Reproduce all of the data exactly as written.

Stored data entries
════════════════════

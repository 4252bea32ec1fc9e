//! Task runner: polls the orchestrator for work and drives the codec.
//!
//! Concurrency is bounded by a semaphore; each in-flight task renews its
//! lease on a heartbeat. If renewal terminally fails the attempt is
//! abandoned without reporting, since the orchestrator has already
//! reclaimed (or will reclaim) the task.

use std::sync::Arc;
use std::time::Duration;

use async_trait::async_trait;
use tokio::sync::{watch, Semaphore};
use tracing::{debug, error, info, warn};

use renderq_engine::{AcquiredTask, EngineError, Orchestrator, TaskLogger};
use renderq_models::{Checkpoint, TaskError, TaskId, WorkerId};

use crate::codec::{CodecEngine, ProgressHandle, ReportOutcome};
use crate::config::WorkerConfig;
use crate::error::WorkerResult;
use crate::retry::{retry_async, FailureTracker, RetryConfig};

/// Routes codec progress reports through the orchestrator.
struct OrchestratorProgress {
    orchestrator: Arc<Orchestrator>,
    task: TaskId,
    worker: WorkerId,
}

#[async_trait]
impl ProgressHandle for OrchestratorProgress {
    async fn report(
        &self,
        progress: u8,
        checkpoint: Option<Checkpoint>,
    ) -> Result<ReportOutcome, TaskError> {
        match self
            .orchestrator
            .report_progress(&self.task, &self.worker, progress, checkpoint)
            .await
        {
            Ok(ack) => Ok(ReportOutcome {
                cancel_requested: ack.cancel_requested,
            }),
            Err(e) if e.is_concurrency_signal() => Err(TaskError::transient(
                "LEASE_LOST",
                "lease no longer held, attempt is inadmissible",
            )),
            Err(e) => Err(TaskError::transient("REPORT_FAILED", e.to_string())),
        }
    }
}

/// Worker main loop over one orchestrator and one codec engine.
pub struct TaskRunner {
    config: WorkerConfig,
    orchestrator: Arc<Orchestrator>,
    codec: Arc<dyn CodecEngine>,
    worker_id: WorkerId,
    semaphore: Arc<Semaphore>,
    shutdown: watch::Sender<bool>,
}

impl TaskRunner {
    pub fn new(
        config: WorkerConfig,
        orchestrator: Arc<Orchestrator>,
        codec: Arc<dyn CodecEngine>,
    ) -> Self {
        let semaphore = Arc::new(Semaphore::new(config.max_concurrent_tasks));
        let (shutdown, _) = watch::channel(false);
        Self {
            config,
            orchestrator,
            codec,
            worker_id: WorkerId::new(),
            semaphore,
            shutdown,
        }
    }

    pub fn worker_id(&self) -> &WorkerId {
        &self.worker_id
    }

    /// Signal shutdown; `run` drains in-flight tasks and returns.
    pub fn shutdown(&self) {
        let _ = self.shutdown.send(true);
    }

    /// A receiver on the runner's shutdown channel, for sharing with the
    /// orchestrator's reaper.
    pub fn shutdown_signal(&self) -> watch::Receiver<bool> {
        self.shutdown.subscribe()
    }

    /// Poll-and-process loop; returns after a shutdown signal once
    /// in-flight tasks drain or the shutdown timeout passes.
    pub async fn run(&self) -> WorkerResult<()> {
        info!(
            worker_id = %self.worker_id,
            max_concurrent = self.config.max_concurrent_tasks,
            "Starting task runner"
        );
        let mut shutdown_rx = self.shutdown.subscribe();

        loop {
            if *shutdown_rx.borrow() {
                break;
            }

            // Hold capacity before pulling work so a popped task is never
            // stuck waiting behind a full worker.
            let permit = match Arc::clone(&self.semaphore).acquire_owned().await {
                Ok(permit) => permit,
                Err(_) => break,
            };

            let next = tokio::select! {
                _ = shutdown_rx.changed() => {
                    if *shutdown_rx.borrow() {
                        break;
                    }
                    continue;
                }
                next = self.orchestrator.next_task(&self.worker_id, self.config.poll_timeout) => next,
            };

            match next {
                Ok(Some(acquired)) => {
                    let orchestrator = Arc::clone(&self.orchestrator);
                    let codec = Arc::clone(&self.codec);
                    let worker = self.worker_id.clone();
                    let heartbeat_interval = self.config.heartbeat_interval;
                    tokio::spawn(async move {
                        let _permit = permit;
                        execute_task(orchestrator, codec, worker, acquired, heartbeat_interval)
                            .await;
                    });
                }
                Ok(None) => {}
                Err(e) => {
                    error!("Error polling for tasks: {}", e);
                    tokio::time::sleep(Duration::from_secs(5)).await;
                }
            }
        }

        info!("Waiting for in-flight tasks to complete...");
        let _ = tokio::time::timeout(self.config.shutdown_timeout, self.wait_for_tasks()).await;
        info!("Task runner stopped");
        Ok(())
    }

    async fn wait_for_tasks(&self) {
        loop {
            if self.semaphore.available_permits() == self.config.max_concurrent_tasks {
                break;
            }
            tokio::time::sleep(Duration::from_millis(100)).await;
        }
    }
}

/// Drive one acquired task to a reported outcome.
async fn execute_task(
    orchestrator: Arc<Orchestrator>,
    codec: Arc<dyn CodecEngine>,
    worker: WorkerId,
    acquired: AcquiredTask,
    heartbeat_interval: Duration,
) {
    let task = acquired.task_id.clone();
    let logger = TaskLogger::new(&task, "process");
    let span = logger.create_span();
    let _guard = span.enter();

    logger.log_start(&format!(
        "attempt {} for preset {}",
        acquired.attempt, acquired.input.output_preset
    ));

    let handle = OrchestratorProgress {
        orchestrator: Arc::clone(&orchestrator),
        task: task.clone(),
        worker: worker.clone(),
    };

    let outcome = tokio::select! {
        result = codec.process(&acquired, &handle) => Some(result),
        _ = heartbeat_until_lost(&orchestrator, &task, &worker, heartbeat_interval) => None,
    };

    match outcome {
        Some(Ok(result)) => match orchestrator.report_success(&task, &worker, result).await {
            Ok(()) => logger.log_completion("processing finished"),
            Err(e) if e.is_concurrency_signal() => {
                logger.log_warning("lease lost before success could be recorded");
            }
            Err(e) => logger.log_error(&format!("failed to record success: {e}")),
        },
        Some(Err(task_error)) => {
            logger.log_error(&format!("processing failed: {task_error}"));
            match orchestrator.report_failure(&task, &worker, task_error).await {
                Ok(()) => {}
                Err(e) if e.is_concurrency_signal() => {
                    logger.log_warning("lease lost before failure could be recorded");
                }
                Err(e) => logger.log_error(&format!("failed to record failure: {e}")),
            }
        }
        None => {
            // The reaper owns the task's fate now
            logger.log_warning("lease renewal failed, abandoning attempt");
        }
    }
}

/// Renew the lease on an interval; resolves only when the lease is
/// terminally lost. Backend hiccups are retried and rate-limit-logged.
async fn heartbeat_until_lost(
    orchestrator: &Arc<Orchestrator>,
    task: &TaskId,
    worker: &WorkerId,
    interval: Duration,
) {
    let retry = RetryConfig::new("lease_renewal").with_base_delay(Duration::from_millis(200));
    let mut tracker = FailureTracker::new(3);
    let mut ticker = tokio::time::interval(interval);
    ticker.set_missed_tick_behavior(tokio::time::MissedTickBehavior::Delay);
    ticker.tick().await; // first tick is immediate

    loop {
        ticker.tick().await;
        // Only infrastructure failures get another attempt; a lost lease
        // is final.
        let result = match orchestrator.renew_lease(task, worker).await {
            Err(e) if e.is_retryable() => {
                retry_async(&retry, || orchestrator.renew_lease(task, worker)).await
            }
            other => other,
        };

        match result {
            Ok(expires_at) => {
                tracker.record_success();
                debug!(task_id = %task, %expires_at, "Lease renewed");
            }
            Err(EngineError::Backend(e)) => {
                if tracker.record_failure() {
                    warn!(task_id = %task, "Lease renewal hit backend failure: {}", e);
                }
            }
            Err(e) => {
                warn!(task_id = %task, "Lease terminally lost: {}", e);
                return;
            }
        }
    }
}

════════════════════

Exercise response
repository 4252bea32ec1fc9e
//! Task runner: polls the orchestrator for work and drives the codec.
//!
//! Concurrency is bounded by a semaphore; each in-flight task renews its
//! lease on a heartbeat. If renewal terminally fails the attempt is
//! abandoned without reporting, since the orchestrator has already
//! reclaimed (or will reclaim) the task.

use std::sync::Arc;
use std::time::Duration;

use async_trait::async_trait;
use tokio::sync::{watch, Semaphore};
use tracing::{debug, error, info, warn};

use renderq_engine::{AcquiredTask, EngineError, Orchestrator, TaskLogger};
use renderq_models::{Checkpoint, TaskError, TaskId, WorkerId};

use crate::codec::{CodecEngine, ProgressHandle, ReportOutcome};
use crate::config::WorkerConfig;
use crate::error::WorkerResult;
use crate::retry::{retry_async, FailureTracker, RetryConfig};

/// Routes codec progress reports through the orchestrator.
struct OrchestratorProgress {
    orchestrator: Arc<Orchestrator>,
    task: TaskId,
    worker: WorkerId,
}

#[async_trait]
impl ProgressHandle for OrchestratorProgress {
    async fn report(
        &self,
        progress: u8,
        checkpoint: Option<Checkpoint>,
    ) -> Result<ReportOutcome, TaskError> {
        match self
            .orchestrator
            .report_progress(&self.task, &self.worker, progress, checkpoint)
            .await
        {
            Ok(ack) => Ok(ReportOutcome {
                cancel_requested: ack.cancel_requested,
            }),
            Err(e) if e.is_concurrency_signal() => Err(TaskError::transient(
                "LEASE_LOST",
                "lease no longer held, attempt is inadmissible",
            )),
            Err(e) => Err(TaskError::transient("REPORT_FAILED", e.to_string())),
        }
    }
}

/// Worker main loop over one orchestrator and one codec engine.
pub struct TaskRunner {
    config: WorkerConfig,
    orchestrator: Arc<Orchestrator>,
    codec: Arc<dyn CodecEngine>,
    worker_id: WorkerId,
    semaphore: Arc<Semaphore>,
    shutdown: watch::Sender<bool>,
}

impl TaskRunner {
    pub fn new(
        config: WorkerConfig,
        orchestrator: Arc<Orchestrator>,
        codec: Arc<dyn CodecEngine>,
    ) -> Self {
        let semaphore = Arc::new(Semaphore::new(config.max_concurrent_tasks));
        let (shutdown, _) = watch::channel(false);
        Self {
            config,
            orchestrator,
            codec,
            worker_id: WorkerId::new(),
            semaphore,
            shutdown,
        }
    }

    pub fn worker_id(&self) -> &WorkerId {
        &self.worker_id
    }

    /// Signal shutdown; `run` drains in-flight tasks and returns.
    pub fn shutdown(&self) {
        let _ = self.shutdown.send(true);
    }

    /// A receiver on the runner's shutdown channel, for sharing with the
    /// orchestrator's reaper.
    pub fn shutdown_signal(&self) -> watch::Receiver<bool> {
        self.shutdown.subscribe()
    }

    /// Poll-and-process loop; returns after a shutdown signal once
    /// in-flight tasks drain or the shutdown timeout passes.
    pub async fn run(&self) -> WorkerResult<()> {
        info!(
            worker_id = %self.worker_id,
            max_concurrent = self.config.max_concurrent_tasks,
            "Starting task runner"
        );
        let mut shutdown_rx = self.shutdown.subscribe();

        loop {
            if *shutdown_rx.borrow() {
                break;
            }

            // Hold capacity before pulling work so a popped task is never
            // stuck waiting behind a full worker.
            let permit = match Arc::clone(&self.semaphore).acquire_owned().await {
                Ok(permit) => permit,
                Err(_) => break,
            };

            let next = tokio::select! {
                _ = shutdown_rx.changed() => {
                    if *shutdown_rx.borrow() {
                        break;
                    }
                    continue;
                }
                next = self.orchestrator.next_task(&self.worker_id, self.config.poll_timeout) => next,
            };

            match next {
                Ok(Some(acquired)) => {
                    let orchestrator = Arc::clone(&self.orchestrator);
                    let codec = Arc::clone(&self.codec);
                    let worker = self.worker_id.clone();
                    let heartbeat_interval = self.config.heartbeat_interval;
                    tokio::spawn(async move {
                        let _permit = permit;
                        execute_task(orchestrator, codec, worker, acquired, heartbeat_interval)
                            .await;
                    });
                }
                Ok(None) => {}
                Err(e) => {
                    error!("Error polling for tasks: {}", e);
                    tokio::time::sleep(Duration::from_secs(5)).await;
                }
            }
        }

        info!("Waiting for in-flight tasks to complete...");
        let _ = tokio::time::timeout(self.config.shutdown_timeout, self.wait_for_tasks()).await;
        info!("Task runner stopped");
        Ok(())
    }

    async fn wait_for_tasks(&self) {
        loop {
            if self.semaphore.available_permits() == self.config.max_concurrent_tasks {
                break;
            }
            tokio::time::sleep(Duration::from_millis(100)).await;
        }
    }
}

/// Drive one acquired task to a reported outcome.
async fn execute_task(
    orchestrator: Arc<Orchestrator>,
    codec: Arc<dyn CodecEngine>,
    worker: WorkerId,
    acquired: AcquiredTask,
    heartbeat_interval: Duration,
) {
    let task = acquired.task_id.clone();
    let logger = TaskLogger::new(&task, "process");
    let span = logger.create_span();
    let _guard = span.enter();

    logger.log_start(&format!(
        "attempt {} for preset {}",
        acquired.attempt, acquired.input.output_preset
    ));

    let handle = OrchestratorProgress {
        orchestrator: Arc::clone(&orchestrator),
        task: task.clone(),
        worker: worker.clone(),
    };

    let outcome = tokio::select! {
        result = codec.process(&acquired, &handle) => Some(result),
        _ = heartbeat_until_lost(&orchestrator, &task, &worker, heartbeat_interval) => None,
    };

    match outcome {
        Some(Ok(result)) => match orchestrator.report_success(&task, &worker, result).await {
            Ok(()) => logger.log_completion("processing finished"),
            Err(e) if e.is_concurrency_signal() => {
                logger.log_warning("lease lost before success could be recorded");
            }
            Err(e) => logger.log_error(&format!("failed to record success: {e}")),
        },
        Some(Err(task_error)) => {
            logger.log_error(&format!("processing failed: {task_error}"));
            match orchestrator.report_failure(&task, &worker, task_error).await {
                Ok(()) => {}
                Err(e) if e.is_concurrency_signal() => {
                    logger.log_warning("lease lost before failure could be recorded");
                }
                Err(e) => logger.log_error(&format!("failed to record failure: {e}")),
            }
        }
        None => {
            // The reaper owns the task's fate now
            logger.log_warning("lease renewal failed, abandoning attempt");
        }
    }
}

/// Renew the lease on an interval; resolves only when the lease is
/// terminally lost. Backend hiccups are retried and rate-limit-logged.
async fn heartbeat_until_lost(
    orchestrator: &Arc<Orchestrator>,
    task: &TaskId,
    worker: &WorkerId,
    interval: Duration,
) {
    let retry = RetryConfig::new("lease_renewal").with_base_delay(Duration::from_millis(200));
    let mut tracker = FailureTracker::new(3);
    let mut ticker = tokio::time::interval(interval);
    ticker.set_missed_tick_behavior(tokio::time::MissedTickBehavior::Delay);
    ticker.tick().await; // first tick is immediate

    loop {
        ticker.tick().await;
        // Only infrastructure failures get another attempt; a lost lease
        // is final.
        let result = match orchestrator.renew_lease(task, worker).await {
            Err(e) if e.is_retryable() => {
                retry_async(&retry, || orchestrator.renew_lease(task, worker)).await
            }
            other => other,
        };

        match result {
            Ok(expires_at) => {
                tracker.record_success();
                debug!(task_id = %task, %expires_at, "Lease renewed");
            }
            Err(EngineError::Backend(e)) => {
                if tracker.record_failure() {
                    warn!(task_id = %task, "Lease renewal hit backend failure: {}", e);
                }
            }
            Err(e) => {
                warn!(task_id = %task, "Lease terminally lost: {}", e);
                return;
            }
        }
    }
}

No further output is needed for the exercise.